WHAT TO WORK ON
Scan the records below for the word "Option". Copy each line where it appears.

(Recorded data)
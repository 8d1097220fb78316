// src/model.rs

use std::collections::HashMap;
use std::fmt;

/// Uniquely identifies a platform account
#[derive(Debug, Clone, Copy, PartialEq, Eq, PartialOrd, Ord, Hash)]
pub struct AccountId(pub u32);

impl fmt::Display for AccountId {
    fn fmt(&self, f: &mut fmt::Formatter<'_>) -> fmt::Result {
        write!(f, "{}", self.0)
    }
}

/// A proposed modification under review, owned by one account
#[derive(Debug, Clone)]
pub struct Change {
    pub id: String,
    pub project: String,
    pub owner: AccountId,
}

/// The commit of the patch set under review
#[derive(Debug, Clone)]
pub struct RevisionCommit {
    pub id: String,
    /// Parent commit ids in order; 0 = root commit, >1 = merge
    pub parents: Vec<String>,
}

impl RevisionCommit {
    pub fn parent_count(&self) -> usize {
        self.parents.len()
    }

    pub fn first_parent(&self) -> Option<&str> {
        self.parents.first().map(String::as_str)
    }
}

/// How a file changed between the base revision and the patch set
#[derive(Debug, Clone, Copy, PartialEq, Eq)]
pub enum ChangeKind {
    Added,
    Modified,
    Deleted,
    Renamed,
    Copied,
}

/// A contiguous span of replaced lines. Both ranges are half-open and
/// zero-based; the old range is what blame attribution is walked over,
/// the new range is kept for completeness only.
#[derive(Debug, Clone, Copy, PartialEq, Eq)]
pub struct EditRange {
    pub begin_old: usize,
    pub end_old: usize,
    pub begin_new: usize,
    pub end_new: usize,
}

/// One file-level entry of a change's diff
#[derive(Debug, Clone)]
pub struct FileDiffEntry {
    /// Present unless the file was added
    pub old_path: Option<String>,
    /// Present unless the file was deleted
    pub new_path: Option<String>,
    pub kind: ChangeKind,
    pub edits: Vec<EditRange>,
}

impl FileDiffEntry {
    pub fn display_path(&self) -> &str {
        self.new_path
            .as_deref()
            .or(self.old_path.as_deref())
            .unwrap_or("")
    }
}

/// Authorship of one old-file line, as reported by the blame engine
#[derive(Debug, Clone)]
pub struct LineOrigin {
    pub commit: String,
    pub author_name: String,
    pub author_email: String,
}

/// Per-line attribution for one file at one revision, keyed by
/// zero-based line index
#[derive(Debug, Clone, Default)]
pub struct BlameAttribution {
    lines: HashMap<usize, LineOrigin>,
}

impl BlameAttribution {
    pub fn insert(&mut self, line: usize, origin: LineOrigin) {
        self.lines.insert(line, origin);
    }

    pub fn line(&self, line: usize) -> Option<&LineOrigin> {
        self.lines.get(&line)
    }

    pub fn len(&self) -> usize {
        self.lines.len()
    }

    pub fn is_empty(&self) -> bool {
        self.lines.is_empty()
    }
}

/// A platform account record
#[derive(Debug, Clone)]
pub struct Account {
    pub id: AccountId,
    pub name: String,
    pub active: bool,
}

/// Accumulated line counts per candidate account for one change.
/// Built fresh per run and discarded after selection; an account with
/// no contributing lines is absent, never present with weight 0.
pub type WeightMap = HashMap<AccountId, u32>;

TASK ANSWER
    pub fn first_parent(&self) -> Option<&str> {
    pub old_path: Option<String>,
    pub new_path: Option<String>,
    pub fn line(&self, line: usize) -> Option<&LineOrigin> {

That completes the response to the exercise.